Goal of the exercise:
Reading the records below, find how many lines include the word "CapabilityStatus" and give that number alone.

Items listed in a dataset:
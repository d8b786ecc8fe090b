//! Async HTTP client wrapping the gradebook JSON API.

use std::time::Duration;

use anyhow::{Context, Result, anyhow};
use gradebook_core::{
  model::{Grade, Student},
  stats::GradeSummary,
};
use reqwest::Client;
use serde::Deserialize;
use serde_json::Value;

/// Connection settings for the gradebook API.
#[derive(Debug, Clone)]
pub struct ApiConfig {
  pub base_url: String,
}

/// The `{success, message, data}` envelope every endpoint returns.
#[derive(Debug, Deserialize)]
pub struct Reply {
  pub success: bool,
  #[serde(default)]
  pub message: Option<String>,
  #[serde(default)]
  pub data:    Option<Value>,
}

/// Async HTTP client for the gradebook JSON REST API.
///
/// Cheap to clone — the inner [`reqwest::Client`] is `Arc`-based.
#[derive(Clone)]
pub struct ApiClient {
  client: Client,
  config: ApiConfig,
}

impl ApiClient {
  pub fn new(config: ApiConfig) -> Result<Self> {
    let client = Client::builder()
      .timeout(Duration::from_secs(30))
      .build()
      .context("failed to build HTTP client")?;
    Ok(Self { client, config })
  }

  fn url(&self, path: &str) -> String {
    format!("{}/api{}", self.config.base_url.trim_end_matches('/'), path)
  }

  /// `GET /api/health` — errors when the server is unreachable.
  pub async fn health(&self) -> Result<()> {
    let resp = self
      .client
      .get(self.url("/health"))
      .send()
      .await
      .context("GET /health failed")?;
    if !resp.status().is_success() {
      return Err(anyhow!("GET /health → {}", resp.status()));
    }
    Ok(())
  }

  /// `POST /api/students` — returns the reply envelope, success or not.
  pub async fn add_student(&self, student: &Student) -> Result<Reply> {
    let resp = self
      .client
      .post(self.url("/students"))
      .json(student)
      .send()
      .await
      .context("POST /students failed")?;
    resp.json().await.context("deserialising reply")
  }

  /// `POST /api/grades` — returns the reply envelope, success or not.
  pub async fn add_grade(&self, grade: &Grade) -> Result<Reply> {
    let resp = self
      .client
      .post(self.url("/grades"))
      .json(grade)
      .send()
      .await
      .context("POST /grades failed")?;
    resp.json().await.context("deserialising reply")
  }

  /// `GET /api/students`
  pub async fn list_students(&self) -> Result<Vec<Student>> {
    let resp = self
      .client
      .get(self.url("/students"))
      .send()
      .await
      .context("GET /students failed")?;
    if !resp.status().is_success() {
      return Err(anyhow!("GET /students → {}", resp.status()));
    }
    let reply: Reply = resp.json().await.context("deserialising students")?;
    serde_json::from_value(reply.data.unwrap_or(Value::Array(Vec::new())))
      .context("deserialising students")
  }

  /// `GET /api/grades`
  pub async fn list_grades(&self) -> Result<Vec<Grade>> {
    let resp = self
      .client
      .get(self.url("/grades"))
      .send()
      .await
      .context("GET /grades failed")?;
    if !resp.status().is_success() {
      return Err(anyhow!("GET /grades → {}", resp.status()));
    }
    let reply: Reply = resp.json().await.context("deserialising grades")?;
    serde_json::from_value(reply.data.unwrap_or(Value::Array(Vec::new())))
      .context("deserialising grades")
  }

  /// `GET /api/statistics[?student_id=<number>]`
  pub async fn statistics(&self, student_id: Option<&str>) -> Result<GradeSummary> {
    let mut req = self.client.get(self.url("/statistics"));
    if let Some(student_id) = student_id {
      req = req.query(&[("student_id", student_id)]);
    }
    let resp = req.send().await.context("GET /statistics failed")?;
    if !resp.status().is_success() {
      return Err(anyhow!("GET /statistics → {}", resp.status()));
    }
    let reply: Reply = resp.json().await.context("deserialising statistics")?;
    let data = reply.data.context("statistics reply carried no data")?;
    serde_json::from_value(data).context("deserialising statistics")
  }
}
//! dlp-fixtures: writes fake-PII fixture sets for exercising DLP rules.
//!
//! Three tiers (no PII, light PII, heavy PII) are generated from one seed and
//! each is written as CSV, JSON, XML, HTML and plain text, plus XLSX and DOCX
//! when those engines are compiled in and not disabled.  A skipped optional
//! format leaves a `README_<FMT>.txt` explaining how to enable it.
//!
//! ```text
//! cargo run --release -p dlp-fixtures -- --out fixtures --seed 7 --tier heavy_pii
//! RUST_LOG=debug cargo run -p dlp-fixtures -- --no-docx
//! ```

mod config;
mod layout;


use std::time::Instant;

use anyhow::{Context, Result, bail};
use clap::Parser;
use tracing_subscriber::EnvFilter;

use dlp_gen::generate_tier;
use dlp_output::{BuildProbe, Capability, OverrideProbe, TierDriver, TierLabels};

use config::{Cli, Effective};

fn main() -> Result<()> {
    tracing_subscriber::fmt()
        .with_env_filter(
            EnvFilter::try_from_default_env().unwrap_or_else(|_| EnvFilter::new("info")),
        )
        .with_target(false)
        .init();

    let cli = Cli::parse();
    let effective = Effective::new(&cli)?;
    effective.generation.validate()?;
    tracing::debug!(?effective, "effective configuration");

    let mut probe = OverrideProbe::new(BuildProbe);
    if !effective.xlsx {
        probe = probe.disable(Capability::Spreadsheet);
    }
    if !effective.docx {
        probe = probe.disable(Capability::Document);
    }

    println!("=== dlp-fixtures ===");
    println!(
        "Out: {}  |  Seed: {}  |  Tiers: {}",
        effective.out.display(),
        effective.generation.seed,
        effective.tiers.iter().map(|t| t.slug()).collect::<Vec<_>>().join(", "),
    );
    println!();

    let stamp = effective.stamp.then(layout::timestamp);
    let t0 = Instant::now();
    let mut failed = 0usize;

    for &tier in &effective.tiers {
        let dir = layout::tier_dir(&effective.out, tier);
        std::fs::create_dir_all(&dir)
            .with_context(|| format!("cannot create {}", dir.display()))?;

        let records = generate_tier(tier, &effective.generation)?;
        let base = layout::base_name(tier, stamp.as_deref());
        let driver = TierDriver::standard(&dir, base, &TierLabels::from_label(tier.label()), &probe);
        let report = driver.run(&records);

        println!("{} ({} rows) -> {}", tier.label(), records.len(), dir.display());
        for path in report.written() {
            println!("  wrote   {}", path.display());
        }
        for path in &report.placeholders {
            println!("  skipped {}", path.display());
        }
        for (format, err) in report.failures() {
            println!("  FAILED  {format}: {err}");
        }
        for (capability, err) in &report.fallback_errors {
            println!("  FAILED  {capability} placeholder: {err}");
        }
        if !report.is_success() {
            failed += 1;
        }
    }

    println!();
    println!("Done in {:.2?}", t0.elapsed());

    if failed > 0 {
        bail!("{failed} tier(s) had write failures");
    }
    Ok(())
}
//! JSON writer: a pretty-printed array with one object per record.
//!
//! Object keys follow schema order.  Integers and decimals are emitted as
//! JSON numbers; a non-finite decimal becomes `null`.

use std::fs::File;
use std::io::{BufWriter, Write};
use std::path::Path;

use dlp_core::RecordSet;

use crate::OutputResult;
use crate::writer::{Format, FormatWriter, WriteResult};

#[derive(Debug, Default, Clone, Copy)]
pub struct JsonWriter;

impl JsonWriter {
    pub fn new() -> Self {
        JsonWriter
    }

    pub fn write_to(&self, records: &RecordSet, dest: &Path) -> OutputResult<()> {
        let mut out = BufWriter::new(File::create(dest)?);
        serde_json::to_writer_pretty(&mut out, records)?;
        out.write_all(b"\n")?;
        out.flush()?;
        Ok(())
    }
}

impl FormatWriter for JsonWriter {
    fn format(&self) -> Format {
        Format::Json
    }

    fn write(&self, records: &RecordSet, dest: &Path) -> WriteResult {
        WriteResult::from_output(dest, self.write_to(records, dest))
    }
}
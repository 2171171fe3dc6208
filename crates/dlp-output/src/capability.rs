//! Optional-engine capabilities and the probes that report them.
//!
//! A capability is something an optional writer needs that a given build or
//! host may lack.  Probing is advisory: the writers stay safe even when a
//! probe reports `available` wrongly, they just return `false` instead.

use std::fmt;

/// An optional engine one of the writers depends on.
#[derive(Copy, Clone, PartialEq, Eq, Hash, Debug)]
pub enum Capability {
    /// Spreadsheet engine behind the `xlsx` feature.
    Spreadsheet,
    /// Word-processing automation engine behind the `docx` feature.
    Document,
}

impl Capability {
    pub const ALL: [Capability; 2] = [Capability::Spreadsheet, Capability::Document];

    /// Cargo feature that compiles the engine in.
    pub fn feature(self) -> &'static str {
        match self {
            Capability::Spreadsheet => "xlsx",
            Capability::Document    => "docx",
        }
    }

    /// Whether this build was compiled with the engine.
    pub fn compiled_in(self) -> bool {
        match self {
            Capability::Spreadsheet => cfg!(feature = "xlsx"),
            Capability::Document    => cfg!(feature = "docx"),
        }
    }
}

impl fmt::Display for Capability {
    fn fmt(&self, f: &mut fmt::Formatter<'_>) -> fmt::Result {
        f.write_str(match self {
            Capability::Spreadsheet => "spreadsheet",
            Capability::Document    => "document",
        })
    }
}

/// Result of probing one capability.
#[derive(Copy, Clone, PartialEq, Eq, Debug)]
pub struct CapabilityStatus {
    pub capability: Capability,
    pub available:  bool,
}

impl CapabilityStatus {
    pub fn missing(capability: Capability) -> Self {
        CapabilityStatus { capability, available: false }
    }
}

/// Reports whether an optional engine can be used.
///
/// Implementations must be cheap and free of side effects; the driver calls
/// `probe` once per capability before each tier's batch of writes.
pub trait CapabilityProbe {
    fn probe(&self, capability: Capability) -> CapabilityStatus;
}

/// Reports the engines compiled into this build.
#[derive(Debug, Default, Clone, Copy)]
pub struct BuildProbe;

impl CapabilityProbe for BuildProbe {
    fn probe(&self, capability: Capability) -> CapabilityStatus {
        CapabilityStatus { capability, available: capability.compiled_in() }
    }
}

/// Wraps another probe and forces selected capabilities off.
///
/// Used for `--no-xlsx` / `--no-docx` and to simulate a missing engine.
#[derive(Debug, Clone)]
pub struct OverrideProbe<P> {
    inner:    P,
    disabled: Vec<Capability>,
}

impl<P: CapabilityProbe> OverrideProbe<P> {
    pub fn new(inner: P) -> Self {
        OverrideProbe { inner, disabled: Vec::new() }
    }

    /// Report `capability` as missing regardless of the inner probe.
    pub fn disable(mut self, capability: Capability) -> Self {
        if !self.disabled.contains(&capability) {
            self.disabled.push(capability);
        }
        self
    }

    /// Report every capability as missing.
    pub fn disable_all(self) -> Self {
        Capability::ALL.into_iter().fold(self, Self::disable)
    }
}

impl<P: CapabilityProbe> CapabilityProbe for OverrideProbe<P> {
    fn probe(&self, capability: Capability) -> CapabilityStatus {
        if self.disabled.contains(&capability) {
            return CapabilityStatus::missing(capability);
        }
        self.inner.probe(capability)
    }
}
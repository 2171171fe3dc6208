//! `TierDriver`: runs the full writer set over one tier's record set.

use std::path::{Path, PathBuf};

use dlp_core::RecordSet;

use crate::document::{DefaultEngine, DocumentEngine, DocumentWriter};
use crate::writer::{Format, FormatWriter, WriteResult};
use crate::{
    Capability, CapabilityProbe, CsvWriter, FallbackReporter, HtmlWriter, JsonWriter, OutputError,
    TextWriter, XlsxWriter, XmlWriter,
};

/// Caller-chosen names that end up inside the artifacts.
#[derive(Clone, Debug, PartialEq, Eq)]
pub struct TierLabels {
    /// XML root element.
    pub root:    String,
    /// HTML and document title.
    pub title:   String,
    /// Plain-text caption line.
    pub caption: String,
    /// Worksheet name.
    pub sheet:   String,
}

impl TierLabels {
    /// Labels derived from a human-readable tier name such as `"Heavy PII"`.
    pub fn from_label(label: &str) -> Self {
        TierLabels {
            root:    "Records".to_owned(),
            title:   format!("{label} Records"),
            caption: format!("{label} Records"),
            sheet:   label.to_owned(),
        }
    }
}

/// Outcome of one format within a tier.
#[derive(Debug)]
pub struct FormatOutcome {
    pub format: Format,
    pub path:   PathBuf,
    pub result: WriteResult,
}

/// Everything that happened while writing one tier.
#[derive(Debug, Default)]
pub struct TierReport {
    pub outcomes:        Vec<FormatOutcome>,
    /// Fallback placeholders written for skipped optional formats.
    pub placeholders:    Vec<PathBuf>,
    /// Placeholders that could not be written (or stale ones not removed).
    pub fallback_errors: Vec<(Capability, OutputError)>,
}

impl TierReport {
    /// Formats whose writer failed, with the error.
    pub fn failures(&self) -> impl Iterator<Item = (Format, &OutputError)> {
        self.outcomes.iter().filter_map(|o| o.result.error().map(|e| (o.format, e)))
    }

    pub fn written(&self) -> impl Iterator<Item = &Path> {
        self.outcomes.iter().filter_map(|o| match &o.result {
            WriteResult::Written(p) => Some(p.as_path()),
            _ => None,
        })
    }

    pub fn outcome(&self, format: Format) -> Option<&FormatOutcome> {
        self.outcomes.iter().find(|o| o.format == format)
    }

    /// `true` if no required writer failed and every skipped optional
    /// writer got its placeholder.
    pub fn is_success(&self) -> bool {
        self.failures().next().is_none() && self.fallback_errors.is_empty()
    }
}

/// Runs a fixed list of writers over one record set.
///
/// Each writer is attempted exactly once and independently: a failed
/// required writer is recorded and the loop moves on.  A skipped optional
/// writer gets a placeholder from [`FallbackReporter`]; a successful one has
/// any stale placeholder removed, so a tier never holds both.
pub struct TierDriver {
    dir:     PathBuf,
    base:    String,
    writers: Vec<Box<dyn FormatWriter>>,
}

impl TierDriver {
    /// A driver with no writers, writing `{dir}/{base}.{ext}`.
    ///
    /// `dir` must already exist.
    pub fn new(dir: impl Into<PathBuf>, base: impl Into<String>) -> Self {
        TierDriver { dir: dir.into(), base: base.into(), writers: Vec::new() }
    }

    /// The full seven-format set using the engine compiled into this build.
    pub fn standard<P: CapabilityProbe>(
        dir:    impl Into<PathBuf>,
        base:   impl Into<String>,
        labels: &TierLabels,
        probe:  &P,
    ) -> Self {
        Self::standard_with_engine(dir, base, labels, probe, DefaultEngine::default())
    }

    /// The full seven-format set with an explicit document engine.
    ///
    /// Capabilities are probed here, once, for the whole tier.
    pub fn standard_with_engine<P, E>(
        dir:    impl Into<PathBuf>,
        base:   impl Into<String>,
        labels: &TierLabels,
        probe:  &P,
        engine: E,
    ) -> Self
    where
        P: CapabilityProbe,
        E: DocumentEngine + 'static,
    {
        let spreadsheet = probe.probe(Capability::Spreadsheet);
        let document = probe.probe(Capability::Document);
        tracing::debug!(
            spreadsheet = spreadsheet.available,
            document = document.available,
            "probed capabilities"
        );

        Self::new(dir, base)
            .with_writer(CsvWriter::new())
            .with_writer(JsonWriter::new())
            .with_writer(XmlWriter::new(&labels.root))
            .with_writer(HtmlWriter::new(&labels.title))
            .with_writer(TextWriter::new(&labels.caption))
            .with_writer(XlsxWriter::new(&labels.sheet, spreadsheet.available))
            .with_writer(DocumentWriter::new(engine, &labels.title, document.available))
    }

    /// Append a writer.  No two writers may share a format, since the format
    /// decides the destination path.
    pub fn with_writer(mut self, writer: impl FormatWriter + 'static) -> Self {
        debug_assert!(
            self.writers.iter().all(|w| w.format() != writer.format()),
            "duplicate writer for {}",
            writer.format(),
        );
        self.writers.push(Box::new(writer));
        self
    }

    /// `{dir}/{base}.{ext}`.
    pub fn destination(&self, format: Format) -> PathBuf {
        self.dir.join(format!("{}.{}", self.base, format.extension()))
    }

    /// Run every writer over `records`, in order.
    pub fn run(&self, records: &RecordSet) -> TierReport {
        let mut report = TierReport::default();

        for writer in &self.writers {
            let format = writer.format();
            let path = self.destination(format);
            let result = writer.write(records, &path);

            match &result {
                WriteResult::Written(p) => {
                    tracing::debug!(%format, path = %p.display(), rows = records.len(), "wrote artifact");
                    if let Some(capability) = format.capability() {
                        if let Err(e) = FallbackReporter::clear(&self.dir, capability) {
                            report.fallback_errors.push((capability, e));
                        }
                    }
                }
                WriteResult::Skipped(capability) => {
                    tracing::warn!(%format, %capability, "optional format skipped");
                    // An artifact left by an earlier run must not sit next to the placeholder.
                    match std::fs::remove_file(&path) {
                        Ok(()) => tracing::debug!(path = %path.display(), "removed stale artifact"),
                        Err(e) if e.kind() == std::io::ErrorKind::NotFound => {}
                        Err(e) => report.fallback_errors.push((*capability, e.into())),
                    }
                    let placeholder = FallbackReporter::placeholder_path(&self.dir, *capability);
                    if !report.placeholders.contains(&placeholder) {
                        match FallbackReporter::report(&self.dir, *capability) {
                            Ok(p) => report.placeholders.push(p),
                            Err(e) => report.fallback_errors.push((*capability, e)),
                        }
                    }
                }
                WriteResult::Failed(e) => {
                    tracing::error!(%format, path = %path.display(), error = %e, "write failed");
                }
            }

            report.outcomes.push(FormatOutcome { format, path, result });
        }

        tracing::info!(
            dir = %self.dir.display(),
            base = %self.base,
            written = report.written().count(),
            placeholders = report.placeholders.len(),
            failed = report.failures().count(),
            "tier written"
        );
        report
    }
}
//! The two record shapes the generators produce.

use dlp_core::{Record, RecordSet, Schema, Value};

use crate::{FakeRng, GenResult, fake};

/// Field names of the non-sensitive schema, in output order.
pub const NON_SENSITIVE_FIELDS: [&str; 5] = ["Title", "Category", "Version", "Summary", "Tags"];

/// Field names of the sensitive schema, in output order.
pub const SENSITIVE_FIELDS: [&str; 7] =
    ["Name", "Email", "Phone", "NationalID", "CardNumber", "Address", "Notes"];

/// Which record shape to produce.
#[derive(Copy, Clone, PartialEq, Eq, Hash, Debug)]
pub enum SchemaKind {
    /// Document metadata with no personal data.
    NonSensitive,
    /// Contact and payment details of a fake person.
    Sensitive,
}

impl SchemaKind {
    pub fn fields(self) -> &'static [&'static str] {
        match self {
            SchemaKind::NonSensitive => &NON_SENSITIVE_FIELDS,
            SchemaKind::Sensitive    => &SENSITIVE_FIELDS,
        }
    }

    pub fn schema(self) -> GenResult<Schema> {
        Ok(Schema::new(self.fields().iter().copied())?)
    }

    fn values(self, rng: &mut FakeRng) -> Vec<Value> {
        match self {
            SchemaKind::NonSensitive => vec![
                fake::document_title(rng).into(),
                fake::category(rng).into(),
                fake::version(rng).into(),
                fake::summary(rng).into(),
                fake::tags(rng).into(),
            ],
            SchemaKind::Sensitive => {
                let name = fake::person_name(rng);
                let email = fake::email(rng, &name);
                vec![
                    name.into(),
                    email.into(),
                    fake::phone(rng).into(),
                    fake::national_id(rng).into(),
                    fake::card_number(rng).into(),
                    fake::address(rng).into(),
                    fake::notes(rng).into(),
                ]
            }
        }
    }
}

/// Produce `row_count` records of shape `kind`.
///
/// All records share one [`Schema`] instance; a `row_count` of zero yields
/// an empty set that still carries the schema.
pub fn produce(kind: SchemaKind, row_count: usize, rng: &mut FakeRng) -> GenResult<RecordSet> {
    let schema = kind.schema()?;
    let mut set = RecordSet::new(schema.clone());
    for _ in 0..row_count {
        set.push(Record::new(schema.clone(), kind.values(rng))?)?;
    }
    Ok(set)
}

Solution to the problem:
8